The field of cartography and photogrammetry offers diverse specialization paths driven by technology and application domain. Topographic mapping specialists create detailed representations of terrain, elevation, and natural features used in construction planning, flood modeling, and military operations. Thematic cartographers design maps that visualize statistical data—population density, election results, disease distribution—requiring strong graphic design skills alongside geospatial knowledge. Nautical cartographers produce navigational charts for maritime use, incorporating bathymetric data, current patterns, and hazard markers under strict accuracy standards. Remote sensing analysts specialize in interpreting satellite and drone imagery to monitor land use change, deforestation, crop health, and urban expansion. LiDAR processing specialists extract precise elevation models from laser scanning data used in everything from powerline vegetation management to archaeological site discovery.
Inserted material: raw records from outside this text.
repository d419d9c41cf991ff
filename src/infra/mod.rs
// src/infra/mod.rs

pub mod config;
pub mod errors;
pub mod logger;
pub mod paths;
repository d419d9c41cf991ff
// src/cli/progress.rs — Terminal progress renderer for workflow and refiner runs

use crate::core::types::ProgressEvent;

/// Build a progress callback that writes formatted lines to stderr.
///
/// All progress output goes to stderr so stdout stays clean for results.
/// Suitable for `DevWorkflow::with_progress()` and `Refiner::with_progress()`.
pub fn terminal_progress() -> impl Fn(ProgressEvent) + Send + Sync + 'static {
    move |event| eprintln!("{}", format_event(&event))
}

pub fn format_event(event: &ProgressEvent) -> String {
    match event {
        ProgressEvent::Generated { label } => format!("[{}] initial candidate ready", label),
        ProgressEvent::StepScored {
            label,
            step,
            max_steps,
            score,
            best_score,
        } => format!(
            "[{} {}/{}] score={:.2} best={:.2}",
            label, step, max_steps, score, best_score
        ),
        ProgressEvent::Refined {
            label,
            step,
            changed,
        } => {
            let what = if *changed { "refined" } else { "kept current" };
            format!("[{} {}]   {}", label, step, what)
        }
        ProgressEvent::RefineDone {
            label,
            steps,
            best_score,
            status,
        } => format!(
            "[{} done] {} after {} step(s), best={:.2}",
            label, status, steps, best_score
        ),
        ProgressEvent::PhaseStart {
            phase,
            index,
            total,
        } => format!("[phase {}/{}] {}", index, total, phase),
        ProgressEvent::SubtaskDone {
            subtask,
            role,
            elapsed_secs,
            model_calls,
        } => format!(
            "  -> {} ({}) {:.2}s, {} call(s)",
            subtask, role, elapsed_secs, model_calls
        ),
        ProgressEvent::SubtaskSkipped { subtask } => {
            format!("  -> {} skipped (no agent)", subtask)
        }
        ProgressEvent::WorkflowDone {
            completed,
            total,
            cost,
        } => format!(
            "[done] {}/{} subtasks completed, cost=${:.4}",
            completed, total, cost
        ),
    }
}

/// Running spend line printed after each model call.
pub fn format_cost(estimate: f64) -> String {
    format!("[cost] ${:.6} so far", estimate)
}
// src/infra/paths.rs — Config and data path management
//
// All paths respect the DEVFLOW_HOME environment variable for isolation.
// When unset, config lives in ~/.devflow/ and data in XDG_DATA_HOME/devflow.

use directories::{BaseDirs, ProjectDirs};
use std::path::PathBuf;

/// Returns the DEVFLOW_HOME override, if set.
fn devflow_home() -> Option<PathBuf> {
    std::env::var_os("DEVFLOW_HOME").map(PathBuf::from)
}

/// Configuration directory: $DEVFLOW_HOME/ or ~/.devflow/
pub fn config_dir() -> Option<PathBuf> {
    if let Some(home) = devflow_home() {
        return Some(home);
    }
    BaseDirs::new().map(|b| b.home_dir().join(".devflow"))
}

/// Data directory: $DEVFLOW_HOME/data/ or the platform data dir.
pub fn data_dir() -> Option<PathBuf> {
    if let Some(home) = devflow_home() {
        return Some(home.join("data"));
    }
    ProjectDirs::from("", "", "devflow").map(|p| p.data_local_dir().to_path_buf())
}

/// Config file path
pub fn config_file_path() -> Option<PathBuf> {
    config_dir().map(|d| d.join("config.toml"))
}

/// Default dataset catalog location used by `devflow datasets`.
pub fn dataset_catalog_path() -> Option<PathBuf> {
    data_dir().map(|d| d.join("datasets.jsonl"))
}
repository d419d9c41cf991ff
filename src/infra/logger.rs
// src/infra/logger.rs — Structured logging with tracing

use tracing_subscriber::{fmt, EnvFilter};

/// Install the global subscriber. `RUST_LOG` wins over `level` when set.
pub fn init_logging(level: &str) {
    let filter = EnvFilter::try_from_default_env().unwrap_or_else(|_| EnvFilter::new(level));

    fmt()
        .with_env_filter(filter)
        .with_target(false)
        .with_writer(std::io::stderr)
        .compact()
        .init();
}

/// Pick the default filter level from CLI flags.
pub fn level_for(verbose: bool, quiet: bool) -> &'static str {
    match (verbose, quiet) {
        (true, _) => "info",
        (false, true) => "error",
        (false, false) => "warn",
    }
}
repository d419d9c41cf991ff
// src/cli/search.rs — `devflow papers` / `devflow datasets`

use std::path::PathBuf;

use anyhow::Context;

use crate::infra::config::Config;
use crate::infra::paths;
use crate::tools::{DatasetSearcher, PaperSearcher};

pub async fn run_papers(query: &str, top_n: Option<usize>, config: &Config) -> anyhow::Result<()> {
    let top_n = top_n.unwrap_or(config.search.top_n);
    let papers = PaperSearcher::new().search_papers(query, top_n).await?;

    if papers.is_empty() {
        eprintln!("No papers found for \"{}\"", query);
        return Ok(());
    }
    for (i, paper) in papers.iter().enumerate() {
        println!("{:>2}. {}", i + 1, paper.summary_line());
        if let Some(url) = paper.open_access_pdf.as_ref().and_then(|p| p.url.as_deref()) {
            println!("    {}", url);
        }
    }
    Ok(())
}

pub fn run_datasets(
    query: &str,
    catalog: Option<PathBuf>,
    top_n: Option<usize>,
    config: &Config,
) -> anyhow::Result<()> {
    let path = catalog
        .or_else(paths::dataset_catalog_path)
        .context("No dataset catalog given and no data directory available")?;

    let entries = DatasetSearcher::load_catalog(&path)?;
    let searcher = DatasetSearcher::from_config(entries, &config.search);
    tracing::debug!(indexed = searcher.len(), "Dataset catalog loaded");

    if searcher.is_empty() {
        eprintln!(
            "No datasets pass the popularity filter (likes >= {}, downloads >= {})",
            config.search.min_likes, config.search.min_downloads
        );
        return Ok(());
    }
    for hit in searcher.search(query, top_n.unwrap_or(config.search.top_n)) {
        println!(
            "{:.3}  {}  ({} likes, {} downloads)",
            hit.score,
            hit.entry.id,
            hit.entry.likes.unwrap_or(0),
            hit.entry.downloads.unwrap_or(0)
        );
    }
    Ok(())
}
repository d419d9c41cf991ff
// src/agents/mod.rs — Role agents behind one `perform_task` entry point

pub mod devops;
pub mod engineer;
pub mod qa;
pub mod reviewer;

use std::collections::BTreeMap;
use std::sync::Arc;

use async_trait::async_trait;
use serde::{Deserialize, Serialize};

use crate::infra::errors::DevflowError;
use crate::provider::gateway::{ModelGateway, QueryOptions};
use crate::util::excerpt;

pub use devops::DevOpsAgent;
pub use engineer::EngineerAgent;
pub use qa::QaAgent;
pub use reviewer::{ReviewAgent, ReviewDecision};

/// Longest slice of an earlier artifact quoted back into a prompt.
const ARTIFACT_EXCERPT_BYTES: usize = 4_000;

#[derive(Debug, Clone, Copy, PartialEq, Eq, Hash, Serialize, Deserialize)]
#[serde(rename_all = "lowercase")]
pub enum AgentRole {
    Engineer,
    Qa,
    DevOps,
    Reviewer,
}

impl AgentRole {
    pub fn as_str(&self) -> &'static str {
        match self {
            AgentRole::Engineer => "engineer",
            AgentRole::Qa => "qa",
            AgentRole::DevOps => "devops",
            AgentRole::Reviewer => "reviewer",
        }
    }
}

impl std::fmt::Display for AgentRole {
    fn fmt(&self, f: &mut std::fmt::Formatter<'_>) -> std::fmt::Result {
        f.write_str(self.as_str())
    }
}

/// One unit of dispatched work. `artifacts` maps earlier subtasks to their
/// saved output.
#[derive(Debug, Clone, Copy)]
pub struct AgentTask<'a> {
    pub project_name: &'a str,
    pub subtask: &'a str,
    pub artifacts: &'a BTreeMap<String, String>,
}

impl<'a> AgentTask<'a> {
    pub fn new(
        project_name: &'a str,
        subtask: &'a str,
        artifacts: &'a BTreeMap<String, String>,
    ) -> Self {
        Self {
            project_name,
            subtask,
            artifacts,
        }
    }

    pub fn artifact(&self, subtask: &str) -> Option<&'a str> {
        self.artifacts.get(subtask).map(String::as_str)
    }

    /// Earlier outputs as labelled excerpts, in subtask-name order.
    pub fn context(&self) -> String {
        self.artifacts
            .iter()
            .map(|(name, output)| format!("## {}\n{}", name, excerpt(output, ARTIFACT_EXCERPT_BYTES)))
            .collect::<Vec<_>>()
            .join("\n\n")
    }
}

#[async_trait]
pub trait RoleAgent: Send + Sync {
    fn role(&self) -> AgentRole;

    /// Run the agent on a dispatched subtask and return the text to save.
    async fn perform_task(&self, task: &AgentTask<'_>) -> anyhow::Result<String>;
}

/// State every agent carries: model, shared gateway, notes.
#[derive(Clone)]
pub struct AgentContext {
    pub gateway: Arc<ModelGateway>,
    pub model: String,
    pub notes: Vec<String>,
}

impl AgentContext {
    pub fn new(gateway: Arc<ModelGateway>, model: impl Into<String>) -> Self {
        Self {
            gateway,
            model: model.into(),
            notes: Vec::new(),
        }
    }

    pub fn with_notes(mut self, notes: Vec<String>) -> Self {
        self.notes = notes;
        self
    }

    /// Base role prompt with the notes appended as a list.
    pub fn system_prompt(&self, base: &str) -> String {
        let base = base.trim();
        if self.notes.is_empty() {
            return base.to_string();
        }
        let notes = self
            .notes
            .iter()
            .map(|n| format!("- {}", n))
            .collect::<Vec<_>>()
            .join("\n");
        format!("{}\n\nNotes:\n{}", base, notes)
    }

    pub(crate) async fn ask(
        &self,
        role: AgentRole,
        base_system: &str,
        prompt: &str,
    ) -> Result<String, DevflowError> {
        let system = self.system_prompt(base_system);
        let options = QueryOptions {
            phase: Some(role.as_str()),
            ..Default::default()
        };
        self.gateway
            .query_with(&self.model, &system, prompt, options)
            .await
    }
}
// src/provider/anthropic.rs — Anthropic Messages API provider

use async_trait::async_trait;
use std::time::Duration;

use super::{ChatRequest, ChatResponse, ModelProvider, Role, StopReason, TokenUsage};
use crate::infra::errors::DevflowError;

const DEFAULT_MAX_TOKENS: u32 = 4096;

pub struct AnthropicProvider {
    api_key: String,
    client: reqwest::Client,
}

impl AnthropicProvider {
    pub fn new(api_key: String) -> Self {
        Self {
            api_key,
            client: reqwest::Client::new(),
        }
    }

    pub fn with_timeout(mut self, timeout: Duration) -> Self {
        self.client = reqwest::Client::builder()
            .timeout(timeout)
            .build()
            .unwrap_or_else(|_| reqwest::Client::new());
        self
    }

    fn api_url(&self) -> &str {
        "https://api.anthropic.com/v1/messages"
    }

    pub(crate) fn build_request_body(request: &ChatRequest) -> serde_json::Value {
        // System text travels in the top-level field, never as a message.
        let messages: Vec<serde_json::Value> = request
            .messages
            .iter()
            .filter(|m| m.role != Role::System)
            .map(|m| {
                serde_json::json!({
                    "role": m.role.as_str(),
                    "content": m.content,
                })
            })
            .collect();

        let mut body = serde_json::json!({
            "model": request.model,
            "messages": messages,
            "max_tokens": request.max_tokens.unwrap_or(DEFAULT_MAX_TOKENS),
        });

        if let Some(system) = &request.system {
            body["system"] = serde_json::json!(system);
        }
        if let Some(temp) = request.temperature {
            body["temperature"] = serde_json::json!(temp);
        }
        body
    }

    /// Decode a 2xx body. A body with no `text` content block is a
    /// non-retriable provider error.
    pub(crate) fn parse_response(resp: &serde_json::Value) -> Result<ChatResponse, DevflowError> {
        let texts: Vec<&str> = resp["content"]
            .as_array()
            .map(|blocks| {
                blocks
                    .iter()
                    .filter(|c| c["type"] == "text")
                    .filter_map(|c| c["text"].as_str())
                    .collect()
            })
            .unwrap_or_default();

        if texts.is_empty() {
            let detail = resp["error"]["message"]
                .as_str()
                .unwrap_or("no text content block");
            return Err(DevflowError::Provider {
                provider: "anthropic".into(),
                message: format!("Malformed response: {}", detail),
                retriable: false,
            });
        }

        let usage = TokenUsage {
            input_tokens: resp["usage"]["input_tokens"].as_u64().unwrap_or(0) as u32,
            output_tokens: resp["usage"]["output_tokens"].as_u64().unwrap_or(0) as u32,
        };

        let stop_reason = match resp["stop_reason"].as_str() {
            Some("end_turn") => StopReason::EndTurn,
            Some("max_tokens") => StopReason::MaxTokens,
            Some("stop_sequence") => StopReason::StopSequence,
            _ => StopReason::Unknown,
        };

        Ok(ChatResponse {
            content: texts.concat(),
            usage,
            stop_reason,
        })
    }
}

#[async_trait]
impl ModelProvider for AnthropicProvider {
    fn id(&self) -> &str {
        "anthropic"
    }

    fn name(&self) -> &str {
        "Anthropic"
    }

    async fn chat(&self, request: ChatRequest) -> Result<ChatResponse, DevflowError> {
        let body = Self::build_request_body(&request);

        let response = self
            .client
            .post(self.api_url())
            .header("x-api-key", &self.api_key)
            .header("anthropic-version", "2023-06-01")
            .header("content-type", "application/json")
            .json(&body)
            .send()
            .await
            .map_err(|e| DevflowError::Provider {
                provider: "anthropic".into(),
                message: e.to_string(),
                retriable: e.is_timeout() || e.is_connect(),
            })?;

        let status = response.status();
        if status == reqwest::StatusCode::TOO_MANY_REQUESTS {
            let retry_after = response
                .headers()
                .get("retry-after")
                .and_then(|v| v.to_str().ok())
                .and_then(|v| v.parse::<u64>().ok())
                .unwrap_or(5);
            return Err(DevflowError::RateLimited {
                provider: "anthropic".into(),
                retry_after_ms: retry_after * 1000,
            });
        }

        if !status.is_success() {
            let error_body = response.text().await.unwrap_or_default();
            return Err(DevflowError::Provider {
                provider: "anthropic".into(),
                message: format!("HTTP {}: {}", status, error_body),
                // 529 "overloaded" is a server error too
                retriable: status.is_server_error(),
            });
        }

        let resp: serde_json::Value = response.json().await.map_err(|e| DevflowError::Provider {
            provider: "anthropic".into(),
            message: format!("Failed to parse response: {}", e),
            retriable: false,
        })?;

        Self::parse_response(&resp)
    }
}

#[cfg(test)]
mod tests {
    use super::*;
    use crate::provider::Message;

    #[test]
    fn test_body_uses_top_level_system() {
        let req = ChatRequest {
            model: "claude-3-5-sonnet-latest".into(),
            messages: vec![Message::system("ignored"), Message::user("review this")],
            system: Some("You are a reviewer.".into()),
            ..Default::default()
        };
        let body = AnthropicProvider::build_request_body(&req);
        assert_eq!(body["system"], "You are a reviewer.");
        let msgs = body["messages"].as_array().unwrap();
        assert_eq!(msgs.len(), 1);
        assert_eq!(msgs[0]["role"], "user");
        assert_eq!(body["max_tokens"], 4096);
        assert!(body.get("temperature").is_none());
    }

    #[test]
    fn test_parse_response_joins_text_blocks() {
        let resp = serde_json::json!({
            "content": [
                { "type": "text", "text": "Hello " },
                { "type": "tool_use", "id": "t1" },
                { "type": "text", "text": "world" }
            ],
            "usage": { "input_tokens": 20, "output_tokens": 4 },
            "stop_reason": "max_tokens"
        });
        let parsed = AnthropicProvider::parse_response(&resp).unwrap();
        assert_eq!(parsed.content, "Hello world");
        assert_eq!(parsed.usage, TokenUsage::new(20, 4));
        assert_eq!(parsed.stop_reason, StopReason::MaxTokens);
    }

    #[test]
    fn test_parse_response_without_text_is_error() {
        let err = AnthropicProvider::parse_response(&serde_json::json!({})).unwrap_err();
        assert!(matches!(err, DevflowError::Provider { retriable: false, .. }));

        let tool_only = serde_json::json!({
            "content": [{ "type": "tool_use", "id": "t1" }],
            "stop_reason": "end_turn"
        });
        assert!(AnthropicProvider::parse_response(&tool_only).is_err());
    }

    #[test]
    fn test_parse_response_error_body_is_reported() {
        let resp = serde_json::json!({ "type": "error", "error": { "message": "Overloaded" } });
        let err = AnthropicProvider::parse_response(&resp).unwrap_err();
        assert!(err.to_string().contains("Overloaded"));
    }
}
Web and interactive cartographers develop online mapping applications using tools like Mapbox, Leaflet, and D3.js, creating dynamic visualizations for public consumption. 3D modeling photogrammetrists reconstruct buildings, infrastructure, and terrain in three dimensions for use in virtual reality, gaming, and digital twin applications.

Pros & Cons

Industry Insight

Cartography and photogrammetry are being transformed by advances in artificial intelligence, drone technology, and cloud computing. Machine learning algorithms now automate feature extraction from satellite imagery—identifying roads, buildings, and vegetation with increasing accuracy—though human expertise remains essential for quality control and complex interpretation. Commercial drone operators are generating vast quantities of aerial imagery and LiDAR data, creating growing demand for photogrammetrists who can process and analyze these datasets. Real-time mapping platforms serving autonomous vehicles, augmented reality applications, and smart city infrastructure represent major growth areas for the profession. The defense and intelligence community continues to be one of the largest employers, requiring high-resolution geospatial products for mission planning and situational awareness. Climate change research is driving demand for temporal mapping that tracks glacier retreat, sea level rise, coastal erosion, and wildfire progression over time. Open data initiatives by governments worldwide are making geospatial datasets more accessible, spurring innovation in commercial mapping applications. Despite automation of routine tasks, the creative and analytical judgment required to design effective maps and validate complex spatial products ensures continued demand for skilled professionals.